(Supplied material Opens)

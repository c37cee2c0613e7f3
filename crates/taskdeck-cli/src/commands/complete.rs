use anyhow::Result;
use taskdeck_store::store::TaskStore;

pub fn run(file: &str, id: String) -> Result<()> {
    let store = TaskStore::new(file);
    let task = store.complete(&id)?;

    println!("Task \"{}\" marked as complete", task.title);
    Ok(())
}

(Supplied material Closes)

Task item: Reproduce the whole listing word for word.

Answer to this exercise:
repository c37cee2c0613e7f3
filename crates/taskdeck-cli/src/commands/complete.rs
use anyhow::Result;
use taskdeck_store::store::TaskStore;

pub fn run(file: &str, id: String) -> Result<()> {
    let store = TaskStore::new(file);
    let task = store.complete(&id)?;

    println!("Task \"{}\" marked as complete", task.title);
    Ok(())
}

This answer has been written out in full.